Equity in earnings of affiliates and other income improved $7 million in the
quarter and $13 million year-to-date compared to the prior-year periods. The
increases result from the continuing turnaround at Huntsman Chemical
Corporation, higher interest income and several one-time gains including
insurance recoveries and the gain recognized on the sale of the Purex swimming
pool equipment business.
Gross profits as a percentage of sales for the quarter and nine months are down
from the respective prior-year periods. Price improvements in the Petroleum
Additives business unit have been more than offset by higher costs,
particularly for chlorine, caustic soda and energy; reduced volumes for retail
alkyl lead antiknock compound; and the phase out of halons.

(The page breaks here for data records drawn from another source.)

//! Voice Stopwatch — a sound-triggered interval timer.
//!
//! Press Start, make a sound (a clap, a word), and the stopwatch begins.
//! Completed sessions land in an in-memory history with an optional
//! annotation, and a synthesized swept-tone alarm marks the end of each
//! session.
//!
//! # Subsystems
//!
//! * [`audio`]   — microphone sampling (cpal), trigger detection, alarm
//!   synthesis (rodio).
//! * [`timer`]   — the session state machine and the core runner that drives
//!   it from the frame poll and the one-second tick.
//! * [`history`] — the in-memory ledger of completed sessions.
//! * [`config`]  — TOML settings with platform paths.
//! * [`app`]     — the egui presentation shell.

pub mod app;
pub mod audio;
pub mod config;
pub mod history;
pub mod timer;
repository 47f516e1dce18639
//! Runtime adapters for driving gates from async hosts.

use std::future::Future;

#[cfg(feature = "tokio-runtime")]
pub mod tokio_spawner;

#[cfg(feature = "tokio-runtime")]
pub use tokio_spawner::TokioSpawner;

/// Abstraction for spawning a gate's tick loop on an async runtime.
pub trait Spawn {
    /// Spawn an async task that runs a future to completion.
    fn spawn<F>(&self, fut: F)
    where
        F: Future<Output = ()> + Send + 'static;
}
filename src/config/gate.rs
//! Gate and multi-gate configuration structures.

use std::collections::HashMap;
use std::time::Duration;

use serde::{Deserialize, Serialize};

use crate::core::DrainMode;

/// Tick driver selection for batch gates.
#[derive(Debug, Clone, Copy, PartialEq, Eq, Default, Serialize, Deserialize)]
#[serde(rename_all = "snake_case")]
pub enum RuntimeKind {
    /// Dedicated OS thread driving the tick loop.
    #[default]
    Thread,
    /// Tick loop spawned onto a tokio runtime.
    #[cfg(feature = "tokio-runtime")]
    Tokio,
}

/// Gate configuration.
#[derive(Debug, Clone, Serialize, Deserialize)]
pub struct GateConfig {
    /// Maximum concurrently admitted units.
    pub capacity: usize,
    /// Tick period in milliseconds. Present selects the batch policy,
    /// absent the immediate policy.
    #[serde(default)]
    pub interval_ms: Option<u64>,
    /// Tick driver for batch gates. Ignored by immediate gates.
    #[serde(default)]
    pub runtime: RuntimeKind,
}

impl GateConfig {
    /// Immediate-policy configuration.
    pub fn immediate(capacity: usize) -> Self {
        Self {
            capacity,
            interval_ms: None,
            runtime: RuntimeKind::default(),
        }
    }

    /// Batch-policy configuration with the default thread driver.
    ///
    /// `interval` is truncated to whole milliseconds.
    pub fn batch(capacity: usize, interval: Duration) -> Self {
        Self {
            capacity,
            interval_ms: Some(u64::try_from(interval.as_millis()).unwrap_or(u64::MAX)),
            runtime: RuntimeKind::default(),
        }
    }

    /// Immediate-policy configuration sized to the host's logical CPU count.
    pub fn with_host_parallelism() -> Self {
        Self::immediate(num_cpus::get())
    }

    /// Reclaim policy selected by this configuration.
    pub fn mode(&self) -> DrainMode {
        if self.interval_ms.is_some() {
            DrainMode::Batch
        } else {
            DrainMode::Immediate
        }
    }

    /// Tick period, if the batch policy is selected.
    pub fn interval(&self) -> Option<Duration> {
        self.interval_ms.map(Duration::from_millis)
    }

    /// Validate configuration values.
    pub fn validate(&self) -> Result<(), String> {
        if self.capacity == 0 {
            return Err("capacity must be greater than 0".into());
        }
        if self.interval_ms == Some(0) {
            return Err("interval_ms must be greater than 0".into());
        }
        Ok(())
    }
}

/// Root configuration mapping gate names to their settings.
#[derive(Debug, Clone, Serialize, Deserialize)]
pub struct GatesConfig {
    /// Map of gate name to configuration.
    pub gates: HashMap<String, GateConfig>,
}

impl GatesConfig {
    /// Validate all gates and ensure at least one gate exists.
    pub fn validate(&self) -> Result<(), String> {
        if self.gates.is_empty() {
            return Err("at least one gate must be defined".into());
        }
        for (name, gate) in &self.gates {
            gate.validate()
                .map_err(|e| format!("gate `{name}` invalid: {e}"))?;
        }
        Ok(())
    }

    /// Parse gate configuration from a JSON string and validate.
    pub fn from_json_str(input: &str) -> Result<Self, String> {
        let cfg: GatesConfig =
            serde_json::from_str(input).map_err(|e| format!("parse error: {e}"))?;
        cfg.validate()?;
        Ok(cfg)
    }
}
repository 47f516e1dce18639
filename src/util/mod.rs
pub mod telemetry;

pub use telemetry::*;
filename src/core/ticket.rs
//! Admission tickets and their cancellation protocol.
//!
//! A [`Ticket`] is the handle a caller receives from `request_admission`. It
//! carries a one-shot cancellation flag shared with the queued entry; firing a
//! canceled entry is a silent skip, never an error. Cancellation is lazy: the
//! entry stays physically queued until a reclaim or drain pass walks past it.

use std::sync::atomic::{AtomicBool, AtomicU64, Ordering};
use std::sync::Arc;

/// Identifier of a ticket within a single gate instance.
///
/// Ids increase monotonically in admission-request order and are used only for
/// logging and lifecycle events; they carry no scheduling meaning.
pub type TicketId = u64;

/// The deferred zero-argument side effect fired upon admission.
pub(crate) type Action = Box<dyn FnOnce() + Send + 'static>;

/// Caller-facing handle for one admission request.
///
/// Dropping a `Ticket` does nothing; a caller that no longer wants its turn
/// must call [`cancel`](Self::cancel). Canceling after the action has fired
/// (or after the entry was discarded) has no effect.
#[derive(Debug)]
pub struct Ticket {
    id: TicketId,
    canceled: Arc<AtomicBool>,
}

impl Ticket {
    /// Handle for a request that was queued; shares the entry's flag.
    pub(crate) fn pending(id: TicketId, canceled: Arc<AtomicBool>) -> Self {
        Self { id, canceled }
    }

    /// Handle for a request admitted synchronously. The flag is owned by this
    /// handle alone, so cancellation is a documented no-op.
    pub(crate) fn already_admitted(id: TicketId) -> Self {
        Self {
            id,
            canceled: Arc::new(AtomicBool::new(false)),
        }
    }

    /// This ticket's id.
    pub fn id(&self) -> TicketId {
        self.id
    }

    /// Cancel the pending admission.
    ///
    /// Idempotent: calling it any number of times is equivalent to calling it
    /// once. If the ticket already fired or was discarded, nothing happens.
    pub fn cancel(&self) {
        if !self.canceled.swap(true, Ordering::AcqRel) {
            tracing::debug!("ticket {} canceled", self.id);
        }
    }

    /// Whether [`cancel`](Self::cancel) has been called on this ticket.
    pub fn is_canceled(&self) -> bool {
        self.canceled.load(Ordering::Acquire)
    }
}

/// Queue-side entry owning the deferred action.
pub(crate) struct QueuedTicket {
    pub(crate) id: TicketId,
    action: Action,
    canceled: Arc<AtomicBool>,
}

impl QueuedTicket {
    /// Build an entry plus the cancellation flag to hand to the caller.
    pub(crate) fn new(id: TicketId, action: Action) -> (Self, Arc<AtomicBool>) {
        let canceled = Arc::new(AtomicBool::new(false));
        let entry = Self {
            id,
            action,
            canceled: Arc::clone(&canceled),
        };
        (entry, canceled)
    }

    pub(crate) fn is_canceled(&self) -> bool {
        self.canceled.load(Ordering::Acquire)
    }

    /// Surrender the action for firing. The entry is consumed; the type system
    /// guarantees the action cannot fire twice.
    pub(crate) fn into_action(self) -> Action {
        self.action
    }
}

impl std::fmt::Debug for QueuedTicket {
    fn fmt(&self, f: &mut std::fmt::Formatter<'_>) -> std::fmt::Result {
        f.debug_struct("QueuedTicket")
            .field("id", &self.id)
            .field("canceled", &self.is_canceled())
            .finish_non_exhaustive()
    }
}

/// Monotonic ticket-id allocator, one per gate instance.
#[derive(Debug, Default)]
pub(crate) struct TicketIds(AtomicU64);

impl TicketIds {
    pub(crate) fn next(&self) -> TicketId {
        self.0.fetch_add(1, Ordering::Relaxed)
    }
}
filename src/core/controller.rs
//! Gate facade tying configuration, the admission pool, and the tick driver
//! together.
//!
//! A [`RenderGate`] is one independent controller instance: it owns its pool
//! state and, under the batch policy, its tick driver. Multiple gates never
//! interfere with each other.

use std::sync::Arc;
use std::time::Duration;

use parking_lot::Mutex;

use crate::config::{GateConfig, RuntimeKind};
use crate::core::batch::BatchScheduler;
use crate::core::error::GateError;
use crate::core::events::EventSink;
use crate::core::pool::{AdmissionPool, DrainMode, GateStats};
use crate::core::ticket::Ticket;

#[cfg(feature = "tokio-runtime")]
use crate::core::permit::{self, AdmissionPermit};
#[cfg(feature = "tokio-runtime")]
use crate::runtime::{Spawn, TokioSpawner};

/// Concurrency-limiting admission controller for gradually started work.
///
/// Constructed in one of two policies:
///
/// - **immediate**: `request_admission` admits synchronously while a slot is
///   free; each `report_completion` feeds the freed slot to exactly one
///   queued successor.
/// - **batch**: admission only happens on a periodic tick, which drains up
///   to `capacity` tickets and does not drain again until the whole batch
///   has reported completion.
///
/// Dropping the gate disposes it.
pub struct RenderGate {
    pool: Arc<AdmissionPool>,
    scheduler: Option<BatchScheduler>,
}

impl RenderGate {
    /// Immediate-policy gate admitting up to `capacity` units at once.
    ///
    /// # Errors
    ///
    /// Returns `GateError::InvalidConfig` if `capacity` is zero.
    pub fn immediate(capacity: usize) -> Result<Self, GateError> {
        Self::from_config(&GateConfig::immediate(capacity))
    }

    /// Batch-policy gate draining up to `capacity` tickets per `interval`,
    /// driven by a dedicated OS thread.
    ///
    /// # Errors
    ///
    /// Returns `GateError::InvalidConfig` if `capacity` or `interval` is zero.
    pub fn batch(capacity: usize, interval: Duration) -> Result<Self, GateError> {
        Self::from_config(&GateConfig::batch(capacity, interval))
    }

    /// Batch-policy gate whose tick loop is spawned through `spawner`.
    ///
    /// The tick loop uses tokio timers, so the spawner must execute futures
    /// on a tokio runtime.
    ///
    /// # Errors
    ///
    /// Returns `GateError::InvalidConfig` if `capacity` or `interval` is zero.
    #[cfg(feature = "tokio-runtime")]
    pub fn batch_on<S: Spawn>(
        capacity: usize,
        interval: Duration,
        spawner: &S,
    ) -> Result<Self, GateError> {
        let config = GateConfig::batch(capacity, interval);
        config.validate().map_err(GateError::InvalidConfig)?;
        let pool = Self::pool_from(&config, None);
        let scheduler = BatchScheduler::tokio(Arc::clone(&pool), interval, spawner);
        Ok(Self::assembled(pool, Some(scheduler), &config))
    }

    /// Gate built from a configuration value.
    ///
    /// `interval_ms` present selects the batch policy, absent the immediate
    /// policy. A batch gate starts its tick driver here.
    ///
    /// # Errors
    ///
    /// Returns `GateError::InvalidConfig` if the configuration fails
    /// validation.
    ///
    /// # Panics
    ///
    /// Selecting [`RuntimeKind::Tokio`] panics when called outside a tokio
    /// runtime, matching `tokio::spawn`.
    pub fn from_config(config: &GateConfig) -> Result<Self, GateError> {
        Self::build(config, None)
    }

    /// Build with an optional event sink installed. Used by the builders.
    pub(crate) fn build(
        config: &GateConfig,
        sink: Option<Box<dyn EventSink>>,
    ) -> Result<Self, GateError> {
        config.validate().map_err(GateError::InvalidConfig)?;
        let pool = Self::pool_from(config, sink);

        let scheduler = match config.interval() {
            None => None,
            Some(interval) => Some(match config.runtime {
                RuntimeKind::Thread => BatchScheduler::thread(Arc::clone(&pool), interval),
                #[cfg(feature = "tokio-runtime")]
                RuntimeKind::Tokio => {
                    BatchScheduler::tokio(Arc::clone(&pool), interval, &TokioSpawner::current())
                }
            }),
        };
        Ok(Self::assembled(pool, scheduler, config))
    }

    fn pool_from(config: &GateConfig, sink: Option<Box<dyn EventSink>>) -> Arc<AdmissionPool> {
        let gate_id = uuid::Uuid::new_v4().to_string();
        let sink = sink.map(|sink| Arc::new(Mutex::new(sink)));
        Arc::new(AdmissionPool::new(
            gate_id,
            config.capacity,
            config.mode(),
            sink,
        ))
    }

    fn assembled(
        pool: Arc<AdmissionPool>,
        scheduler: Option<BatchScheduler>,
        config: &GateConfig,
    ) -> Self {
        match config.interval() {
            Some(interval) => tracing::info!(
                "gate {} created: batch policy, capacity {}, interval {:?}",
                pool.gate_id(),
                config.capacity,
                interval
            ),
            None => tracing::info!(
                "gate {} created: immediate policy, capacity {}",
                pool.gate_id(),
                config.capacity
            ),
        }
        Self { pool, scheduler }
    }

    /// Request permission to run `action`.
    ///
    /// Under the immediate policy with a free slot, `action` runs on the
    /// caller's stack before this returns and canceling the returned ticket
    /// is a no-op. Otherwise the action is queued in FIFO order and the
    /// ticket can cancel it up to the moment it fires.
    ///
    /// # Errors
    ///
    /// Returns `GateError::Disposed` once the gate has been disposed.
    pub fn request_admission(
        &self,
        action: impl FnOnce() + Send + 'static,
    ) -> Result<Ticket, GateError> {
        self.pool.request_admission(Box::new(action))
    }

    /// Report that one previously admitted unit has finished.
    ///
    /// Callers owe exactly one report per admission, including when the
    /// admitted work is abandoned; a missing report leaks the slot and an
    /// extra report is dropped with a warning. After disposal this is a
    /// silent no-op.
    pub fn report_completion(&self) {
        self.pool.report_completion();
    }

    /// Wait for admission and receive a permit that reports completion when
    /// released or dropped.
    ///
    /// Dropping the future before admission cancels the underlying ticket.
    ///
    /// # Errors
    ///
    /// Returns `GateError::Disposed` if the gate is disposed before this
    /// waiter is admitted.
    #[cfg(feature = "tokio-runtime")]
    pub async fn acquire(&self) -> Result<AdmissionPermit, GateError> {
        permit::acquire(&self.pool).await
    }

    /// Identifier of this gate instance, unique per construction.
    pub fn id(&self) -> &str {
        self.pool.gate_id()
    }

    /// Maximum concurrently admitted units.
    pub fn capacity(&self) -> usize {
        self.pool.capacity()
    }

    /// Reclaim policy this gate was built with.
    pub fn mode(&self) -> DrainMode {
        self.pool.mode()
    }

    /// Whether `dispose` has been called (or the gate dropped).
    pub fn is_disposed(&self) -> bool {
        self.pool.is_disposed()
    }

    /// Snapshot of the gate's counters.
    pub fn stats(&self) -> GateStats {
        self.pool.stats()
    }

    /// Tear the gate down: drop pending tickets, refuse further admissions,
    /// and stop the tick driver. Idempotent.
    pub fn dispose(&self) {
        if self.pool.dispose() {
            if let Some(scheduler) = &self.scheduler {
                scheduler.shutdown();
            }
            tracing::info!("gate {} disposed", self.pool.gate_id());
        }
    }
}

impl Drop for RenderGate {
    fn drop(&mut self) {
        self.dispose();
    }
}

impl std::fmt::Debug for RenderGate {
    fn fmt(&self, f: &mut std::fmt::Formatter<'_>) -> std::fmt::Result {
        f.debug_struct("RenderGate")
            .field("id", &self.id())
            .field("capacity", &self.capacity())
            .field("mode", &self.mode())
            .field("stats", &self.stats())
            .finish_non_exhaustive()
    }
}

Selling, administrative and research expenses (SAR) as a percentage of sales
increased slightly in the quarter as a result of acquisitions, the negative
impact of exchange rates, and the timing of expenditures.
7
<PAGE> 9
Year-to-date SAR costs as a percentage of sales are lower than the prior year
due to effective cost control measures and the reorganization of certain
European operations.
Other expenses increased in the quarter due to higher interest expense as
borrowings have increased to fund acquisitions and repurchase shares.
FINANCIAL CONDITION
Cash provided by operating activities for the nine months amounted to $212
million, about $19 million less than the prior-year period, reflecting the
increased working capital requirements of recent acquisitions.
Plant and equipment additions were $73 million and remain in line with
projected capital spending in the $100 million range for the year.
Borrowings amounted to $190 million and were used to finance acquisitions,
repurchase Company shares and for interest rate arbitrage investments.
During 1994, the Company purchased nearly 3.2 million shares of its stock at a
total cost of just over $176 million. Management's intention is to acquire up
to an additional 1.5 million shares as market conditions warrant.
A dividend of $0.10 per share was declared in the quarter and paid on November
1, 1994 for a total of $7 million.
OTHER MATTERS
On September 7, 1994, the Company completed the acquisition of E. I. du Pont de
Nemours and Company's petroleum additives business including Du Pont's North
and South American tetraethyl lead business for approximately $50 million.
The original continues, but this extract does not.